Amy Reiley, consultora de restaurantes e autora de livros de cozinha especializada em alimentos e vinhos sensuais, disse que aprecia a inclusão de ostras e menta. Mas, ela disse, “este é o tipo de comida que faz com que você queira dormir depois, e não dançar aquele tchá-tchá-tchá na horizontal.” Da mesma forma, o jantar planejado no MidAtlantic é “pesado demaaaais para uma celebração pré-coito”, escreveu ela numa mensagem de e-mail. Além da sobremesa de donut, ele tinha ostras, filé, batatas, couve-flor gratinada e, na opinião dela, muita proteína e amido para sair de um jantar com energia suficiente para levar a cabo segundas intenções.

Reiley, autora de um livro de receitas estruturado como “A Alegria do Sexo”, sugere que os restaurantes que queiram servir um menu verdadeiramente carnal optem pela guacamole, e não só porque os abacates são há muito considerados afrodisíacos. “Para mim, um dos atributos de maior sucesso de uma refeição afrodisíaca são as cores, os aromas, sabores e texturas que despertam o palato e desafiam a mente”, disse ela. “Guacamole, na forma como é tipicamente servida, oferece uma cobertura aveludada para os salgados crocantes, um acompanhamento frio, escorregadio e sensual para os burritos e tortas.”

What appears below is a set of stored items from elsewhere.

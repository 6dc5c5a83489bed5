//! Lloyd's Relaxation for uniform site distribution
//!
//! Lloyd's Relaxation iteratively improves the uniformity of a site set by
//! moving each site to the centroid of its clipped Voronoi cell.

use std::time::Instant;

use tracing::debug;

use crate::diagram::Diagram;
use crate::error::Result;
use crate::geometry::{Point, Size};

/// Options for Lloyd's relaxation algorithm
#[derive(Debug, Clone, Copy)]
pub struct LloydOptions {
    /// Maximum number of iterations to run
    pub max_iterations: usize,
    /// Convergence threshold - stop when max displacement < this fraction of
    /// the shorter boundary side. Set to 0.0 to disable early termination
    pub convergence_threshold: f64,
}

impl Default for LloydOptions {
    fn default() -> Self {
        Self {
            max_iterations: 5,
            convergence_threshold: 0.001,
        }
    }
}

/// Apply Lloyd's Relaxation to improve site distribution uniformity
///
/// # Arguments
///
/// * `sites` - Initial site distribution
/// * `boundary` - Rectangle the cells are clipped to
/// * `iterations` - Number of relaxation iterations (typically 3-5)
///
/// # Errors
///
/// Fails if the sites are rejected by [`Diagram::new`].
pub fn lloyd_relaxation(sites: Vec<Point>, boundary: Size, iterations: usize) -> Result<Vec<Point>> {
    let options = LloydOptions {
        max_iterations: iterations,
        ..Default::default()
    };
    lloyd_relaxation_with_options(sites, boundary, options)
}

/// Apply Lloyd's Relaxation with custom options
///
/// For each iteration:
/// 1. Sweep the current sites
/// 2. Move every site to the centroid of its clipped cell
/// 3. Stop early once the largest move drops below the threshold
pub fn lloyd_relaxation_with_options(
    mut sites: Vec<Point>,
    boundary: Size,
    options: LloydOptions,
) -> Result<Vec<Point>> {
    let threshold = options.convergence_threshold * boundary.width.min(boundary.height);
    let total_start = Instant::now();

    debug!(
        sites = sites.len(),
        max_iterations = options.max_iterations,
        threshold,
        "lloyd relaxation starting"
    );

    let mut iterations_run = 0;
    let mut converged = false;

    for iteration in 0..options.max_iterations {
        let iter_start = Instant::now();
        let (new_sites, max_displacement) = relax_once(sites, boundary)?;
        sites = new_sites;
        iterations_run = iteration + 1;

        debug!(
            iteration = iterations_run,
            elapsed = ?iter_start.elapsed(),
            max_displacement,
            "lloyd iteration"
        );

        if threshold > 0.0 && max_displacement < threshold {
            converged = true;
            break;
        }
    }

    debug!(
        iterations = iterations_run,
        converged,
        elapsed = ?total_start.elapsed(),
        "lloyd relaxation finished"
    );

    Ok(sites)
}

/// One relaxation step; returns the moved sites and the largest move
fn relax_once(sites: Vec<Point>, boundary: Size) -> Result<(Vec<Point>, f64)> {
    let result = Diagram::new(sites, boundary)?.into_result();

    let mut max_displacement: f64 = 0.0;
    let moved = result
        .cells()
        .iter()
        .map(|cell| {
            let target = cell.centroid();
            max_displacement = max_displacement.max(cell.site.distance(target));
            target
        })
        .collect();

    Ok((moved, max_displacement))
}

Ela também gosta de usar bastante açafrão, menta e baunilha, todos ingredientes que considera afrodisíacos e, é claro, pimenta chili. E como Reiley escreve em seu livro de receitas: “Vinho é um afrodisíaco. Aí está. Ponto final.” Mas qualquer um que siga essa dica também deveria ter em mente o alerta de Shakespeare em Macbeth: o álcool “incita o desejo, mas acaba com o desempenho.”